Aside from playing Santa, Cisneros has no doubt helped people own their own voices. Erasmo Guerra, a writer from the Rio Grande Valley now based in New York, recalls how he was inspired by the author. "I first met Sandra Cisneros in 1994. Her book of poems Loose Woman had just been published and she was having a reading at a Barnes and Noble in Manhattan. I'd moved to New York from Texas a few months earlier and when I came up and introduced myself, Sandra announced, 'What's a Tejanito like you doing in a city like this?' Um, well, didn't every beginning writer have to 'pay his dues' by moving to New York and, I dunno, 'have experiences' to write about? I thought that's what I was supposed to do."
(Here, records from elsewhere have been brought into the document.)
//! Human-readable printer: one summary line per dependent, then the
//! numerator/denominator definitions, wrapped at a soft 72-column margin
//! with hanging indentation under the right-hand side.

use super::{ExprMap, Plan};
use crate::freq::{FreqAddend, FreqExpr};

const MARGIN: usize = 72;

/// One wrappable chunk: a separator and the addend text. Line breaks only
/// ever happen between pieces, i.e. after a completed addend.
pub(crate) struct Piece {
    sep: &'static str,
    text: String,
}

impl Piece {
    pub(crate) fn new(sep: &'static str, text: String) -> Piece {
        Piece { sep, text }
    }
}

/// Unsigned factor-and-constants part of one addend.
pub(crate) fn magnitude(addend: &FreqAddend, names: &[String]) -> String {
    debug_assert!(
        addend.factor.is_integer(),
        "printed factors are integers after cancellation"
    );
    let f = addend.factor.num().abs();
    let mut parts = Vec::new();
    let has_symbols = addend.powers.iter().any(|&p| p != 0);
    if f != 1 || !has_symbols {
        parts.push(f.to_string());
    }
    for bit in (0..addend.powers.len()).rev() {
        let p = addend.powers[bit];
        debug_assert!(p >= 0, "printed exponents are non-negative");
        if p == 1 {
            parts.push(names[bit].clone());
        } else if p > 1 {
            parts.push(format!("{}^{}", names[bit], p));
        }
    }
    parts.join("*")
}

fn power_suffix(s_pow: i32) -> String {
    match s_pow {
        0 => String::new(),
        1 => " * s".to_string(),
        n => format!(" * s^{}", n),
    }
}

/// Addend-level pieces: groups share a power of s, multi-addend groups are
/// parenthesized sums with the `* s^n` suffix on the closing addend.
pub(crate) fn expr_pieces(expr: &FreqExpr, names: &[String]) -> Vec<Piece> {
    if expr.is_zero() {
        return vec![Piece::new("", "0".to_string())];
    }
    let terms = expr.terms();
    let mut pieces = Vec::new();
    let mut first_group = true;
    let mut i = 0;
    while i < terms.len() {
        let s_pow = terms[i].s_pow;
        let mut j = i;
        while j < terms.len() && terms[j].s_pow == s_pow {
            j += 1;
        }
        let group = &terms[i..j];
        let suffix = power_suffix(s_pow);

        if group.len() == 1 {
            let t = &group[0];
            let neg = t.factor.sign() < 0;
            let sep = if first_group {
                ""
            } else if neg {
                " - "
            } else {
                " + "
            };
            let mut text = String::new();
            if first_group && neg {
                text.push('-');
            }
            text.push_str(&magnitude(t, names));
            text.push_str(&suffix);
            pieces.push(Piece::new(sep, text));
        } else {
            for (k, t) in group.iter().enumerate() {
                let neg = t.factor.sign() < 0;
                let (sep, prefix) = if k == 0 {
                    (
                        if first_group { "" } else { " + " },
                        if neg { "(-" } else { "(" },
                    )
                } else {
                    (if neg { " - " } else { " + " }, "")
                };
                let mut text = String::from(prefix);
                text.push_str(&magnitude(t, names));
                if k == group.len() - 1 {
                    text.push(')');
                    text.push_str(&suffix);
                }
                pieces.push(Piece::new(sep, text));
            }
        }
        first_group = false;
        i = j;
    }
    pieces
}

/// Emit `lead` + pieces with the soft margin and hanging indentation.
pub(crate) fn write_wrapped(out: &mut String, lead: &str, pieces: &[Piece]) {
    let indent = " ".repeat(lead.len());
    out.push_str(lead);
    let mut col = lead.len();
    for (i, piece) in pieces.iter().enumerate() {
        let chunk = piece.sep.len() + piece.text.len();
        if i > 0 && col + chunk > MARGIN {
            out.push('\n');
            out.push_str(&indent);
            let sep = piece.sep.trim_start();
            out.push_str(sep);
            out.push_str(&piece.text);
            col = indent.len() + sep.len() + piece.text.len();
        } else {
            out.push_str(piece.sep);
            out.push_str(&piece.text);
            col += chunk;
        }
    }
    out.push('\n');
}


pub(crate) fn print(plan: &Plan<'_>) -> String {
    let input = plan.input;
    let n = input.indep_names.len();
    let mut out = String::new();
    out.push_str(&format!("Result {}:\n\n", input.name));

    let mut emitted = vec![false; plan.map.entries.len()];
    for &dep in &plan.order {
        let dep_name = &input.dep_names[dep];
        if !input.available[dep] {
            out.push_str(&format!(
                "  {}(s): not available (singular system)\n\n",
                dep_name
            ));
            continue;
        }

        // Summary: dep(s) = N/D * indep + ...
        let lead = format!("  {}(s) = ", dep_name);
        if n == 0 {
            out.push_str(&lead);
            out.push_str("0\n");
        } else {
            let mut pieces = Vec::new();
            for indep in 0..n {
                let nref = *plan.num_refs.get(dep, indep);
                let dref = *plan.den_refs.get(dep, indep);
                let neg = ExprMap::negated(nref) ^ ExprMap::negated(dref);
                let sep = if indep == 0 {
                    ""
                } else if neg {
                    " - "
                } else {
                    " + "
                };
                let mut text = String::new();
                if indep == 0 && neg {
                    text.push('-');
                }
                text.push_str(&format!(
                    "{}(s)/{}(s) * {}(s)",
                    plan.entry_name(nref),
                    plan.entry_name(dref),
                    input.indep_names[indep]
                ));
                pieces.push(Piece::new(sep, text));
            }
            write_wrapped(&mut out, &lead, &pieces);
        }
        out.push('\n');

        // Definitions: numerator then denominator of each pair; an already
        // emitted expression becomes a back-reference to its name.
        for indep in 0..n {
            let slots = [
                (plan.slot_num_name(dep, indep), *plan.num_refs.get(dep, indep)),
                (plan.slot_den_name(dep, indep), *plan.den_refs.get(dep, indep)),
            ];
            for (label, reference) in slots {
                let index = ExprMap::index(reference);
                let canonical = plan.entry_name(reference);
                let lead = format!("  {}(s) = ", label);
                if canonical == label && !emitted[index] {
                    emitted[index] = true;
                    let pieces =
                        expr_pieces(&plan.map.entries[index].expr, &plan.const_names);
                    write_wrapped(&mut out, &lead, &pieces);
                } else {
                    let sign = if ExprMap::negated(reference) { "-" } else { "" };
                    out.push_str(&format!("{}{}{}(s)\n", lead, sign, canonical));
                }
            }
        }
        out.push('\n');
    }
    out
}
In creating Macondo, Erasmo stressed, Sandra demonstrated that writers don't have to flock to New York to find a literary community. "We could make those literary connections right there in Texas," he said. In 2000, Erasmo joined a dozen other writers at that first writing workshop. They met in Sandra's kitchen. "We didn't have a name yet and we weren't exactly public about the gathering because Sandra was supposed to be finishing Caramelo — not having a dozen people over at her house every night to read and discuss their own work."

Of course Macondo has not helped everyone. Some see their experience with Cisneros as depleting.

Victoria Garcia-Zapata Klein, a teen model who survived generational and domestic abuse to become a poet and activist, sees her time with the author as ultimately a hindrance to her writing career. From 1996 to 2000, she worked as Sandra's personal assistant. Cisneros, once an enthusiastic advocate of the poet, helped to fund the Poesía Tejana book series that gave Zapata-Klein her first publication Peace in the Corazon. According to Klein, Cisneros also insisted on writing the blurb on the back cover, something that Klein expressly did not want, as she believed it would make her appear to be Cisneros's protégé. In addition, relates Klein, Cisneros utilized her power as funder to act as editor, deciding which poems would — or would not — be in the book.